Microsoft, for its part, has been one of the slowest tech companies to react to the sector. But it has recently come out swinging with a new mobile operating system, a giant deal to distribute Windows with phone manufacturer LG, and a sexy retail plan [15] that will soon see Microsoft-branded stores jostling for attention with Apple's hipster temples on a High Street near you. Like the launch of the Zune in

2006-five years after the iPod-it seems like another application of their well-known strategy "embrace, extend, extinguish [16]." That is: Wait until someone comes up with a good idea, then copy it and try to muscle him out of the market with your sheer size.

But is Microsoft really after a slice of the handset market? Like Google, Microsoft has a core focus [17] that makes all its other projects look like pointless hobbies.

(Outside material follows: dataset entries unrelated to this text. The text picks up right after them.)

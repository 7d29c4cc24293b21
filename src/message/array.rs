//! # Repeating-Group Row Arrays
//!
//! The only access path to group occurrences. A row array wraps one group
//! header in the buffer; occurrence offsets are resolved on demand by
//! summing the actual encoded sizes of preceding rows, so arrays stay
//! correct across any structural mutation that happened before they were
//! (re-)obtained.
//!
//! Structural mutation lives here: [`GroupArrayMut::add_group`] appends an
//! empty row, [`GroupArrayMut::delete_group`] removes one. Both relocate the
//! whole trailing region of the store in a single contiguous move, so content
//! packed after the mutated message (sibling messages in a packed store)
//! shifts byte-for-byte instead of being overwritten. Everything (occurrence
//! index, count overflow) is validated before the first byte moves, so a
//! failed mutation leaves the buffer untouched.

use eyre::Result;

use crate::error::CodecError;
use crate::message::layout;
use crate::message::registry::Registry;
use crate::message::view::{GroupView, GroupViewMut};
use crate::schema::field::{GroupIdx, Schema};
use crate::schema::headers::{read_uint, write_uint};

fn occurrence_count(schema: &Schema, data: &[u8], header_base: usize) -> Result<usize> {
    let gh = schema.group_header();
    Ok(read_uint(
        data,
        header_base + gh.num_in_group_offset(),
        gh.num_in_group,
        schema.byte_order(),
    )? as usize)
}

/// Base offset of occurrence `n`, walking the actual sizes of rows 0..n.
fn occurrence_offset(
    schema: &Schema,
    def: GroupIdx,
    data: &[u8],
    header_base: usize,
    n: usize,
) -> Result<usize> {
    let mut off = header_base + schema.group_header().encoded_len();
    for _ in 0..n {
        off += layout::content_size(schema, def, data, off)?;
    }
    Ok(off)
}

/// Read-only row array over one encoded repeating group.
#[derive(Debug, Clone, Copy)]
pub struct GroupArray<'a> {
    pub(crate) reg: &'a Registry,
    pub(crate) def: GroupIdx,
    pub(crate) header_base: usize,
    pub(crate) data: &'a [u8],
}

impl<'a> GroupArray<'a> {
    /// Occurrence count currently stored in the group header.
    pub fn num_groups(&self) -> Result<usize> {
        occurrence_count(self.reg.schema(), self.data, self.header_base)
    }

    /// View over occurrence `n`. The index is checked against the stored
    /// count regardless of validation mode.
    pub fn group_at(&self, n: usize) -> Result<GroupView<'a>> {
        let schema = self.reg.schema();
        let count = occurrence_count(schema, self.data, self.header_base)?;
        if n >= count {
            return Err(CodecError::IndexOutOfRange { index: n, len: count }.into());
        }
        let base = occurrence_offset(schema, self.def, self.data, self.header_base, n)?;
        Ok(GroupView {
            reg: self.reg,
            def: self.def,
            data: self.data,
            base,
        })
    }
}

/// Mutable row array: occurrence access plus add/delete.
#[derive(Debug)]
pub struct GroupArrayMut<'a> {
    pub(crate) reg: &'a Registry,
    pub(crate) def: GroupIdx,
    pub(crate) header_base: usize,
    pub(crate) data: &'a mut Vec<u8>,
}

impl<'a> GroupArrayMut<'a> {
    pub fn num_groups(&self) -> Result<usize> {
        occurrence_count(self.reg.schema(), self.data, self.header_base)
    }

    pub fn group_at(&self, n: usize) -> Result<GroupView<'_>> {
        let schema = self.reg.schema();
        let count = occurrence_count(schema, self.data, self.header_base)?;
        if n >= count {
            return Err(CodecError::IndexOutOfRange { index: n, len: count }.into());
        }
        let base = occurrence_offset(schema, self.def, self.data, self.header_base, n)?;
        Ok(GroupView {
            reg: self.reg,
            def: self.def,
            data: self.data.as_slice(),
            base,
        })
    }

    /// Mutable view over occurrence `n`.
    pub fn group_at_mut(&mut self, n: usize) -> Result<GroupViewMut<'_>> {
        let schema = self.reg.schema();
        let count = occurrence_count(schema, self.data, self.header_base)?;
        if n >= count {
            return Err(CodecError::IndexOutOfRange { index: n, len: count }.into());
        }
        let base = occurrence_offset(schema, self.def, self.data, self.header_base, n)?;
        Ok(GroupViewMut {
            reg: self.reg,
            def: self.def,
            data: self.data,
            base,
        })
    }

    /// Appends an empty occurrence after the current last row and returns a
    /// mutable view over it. Every byte of the store after the insertion
    /// point is relocated; the count is validated against the group header's
    /// control width before anything moves.
    ///
    /// The new row reads as all-zero: zero fixed block, nested groups with
    /// zero occurrences, nested raw fields absent.
    pub fn add_group(&mut self) -> Result<GroupViewMut<'_>> {
        let schema = self.reg.schema();
        let gh = *schema.group_header();
        let order = schema.byte_order();
        let count = occurrence_count(schema, self.data, self.header_base)?;
        eyre::ensure!(
            (count as u64) < gh.num_in_group.unsigned_max(),
            "group occurrence count {} exceeds {:?} control field",
            count + 1,
            gh.num_in_group
        );
        let insert_at =
            occurrence_offset(schema, self.def, self.data, self.header_base, count)?;
        let empty_len = layout::empty_content_len(schema, self.def);
        layout::open_gap(self.data, insert_at, empty_len);
        layout::write_empty_content(schema, self.def, self.data, insert_at)?;
        write_uint(
            self.data,
            self.header_base + gh.num_in_group_offset(),
            gh.num_in_group,
            order,
            (count + 1) as u64,
        )?;
        Ok(GroupViewMut {
            reg: self.reg,
            def: self.def,
            data: self.data,
            base: insert_at,
        })
    }

    /// Deletes occurrence `n`, shifting the remaining rows and everything
    /// after them in the store left over it. Validation happens before any
    /// byte moves; a failed delete leaves the buffer untouched.
    pub fn delete_group(&mut self, n: usize) -> Result<()> {
        let schema = self.reg.schema();
        let gh = *schema.group_header();
        let order = schema.byte_order();
        let count = occurrence_count(schema, self.data, self.header_base)?;
        if n >= count {
            return Err(CodecError::IndexOutOfRange { index: n, len: count }.into());
        }
        let base = occurrence_offset(schema, self.def, self.data, self.header_base, n)?;
        let size = layout::content_size(schema, self.def, self.data, base)?;
        layout::close_gap(self.data, base, size);
        write_uint(
            self.data,
            self.header_base + gh.num_in_group_offset(),
            gh.num_in_group,
            order,
            (count - 1) as u64,
        )?;
        Ok(())
    }
}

That focus now is selling Windows and Office-and it's here that Microsoft is more blatant but also honest about its intentions. As Ballmer said at the annual Mobile World Congress [2] in February: "Volumes speak volumes." More than 20 million phones [18] sold last year used a Microsoft operating system, 46 percent more than Apple [19]. And the deal it's just signed with LG, the world's third-biggest phone manufacturer, will see Windows on 50 new models over the next five years. Still, Windows Mobile holds only a 13.9 percent market share [20] right now, behind Nokia's Symbian (52.4) and the BlackBerry OS (16.5), and it's a long way from achieving the 90 percent dominance it holds over home and office computers.

With these three tech behemoths all in the ring, what are the possible outcomes? If Google emerges victorious, a world of smart phones that protect the search giant's ability to control most of the time you spend on the Internet. A world of Google phones is also likely to be one plagued by privacy issues as it tries to grow advertising income by farming more and more data. Under Microsoft's plan, we might see a mobile-phone market in which your handheld, home, and office computers all run Windows and the company gets to keep its global dominance of the operating system market. And if Apple has its way, it could realize a more audacious plan to take on Microsoft by claiming an operating system monopoly over mobile computing that can then be eased into homes and offices, making life so simple and synchronized for you that, like the atrophied residents of the Axiom [21], all your needs are supplied by one feel-good company. Game on.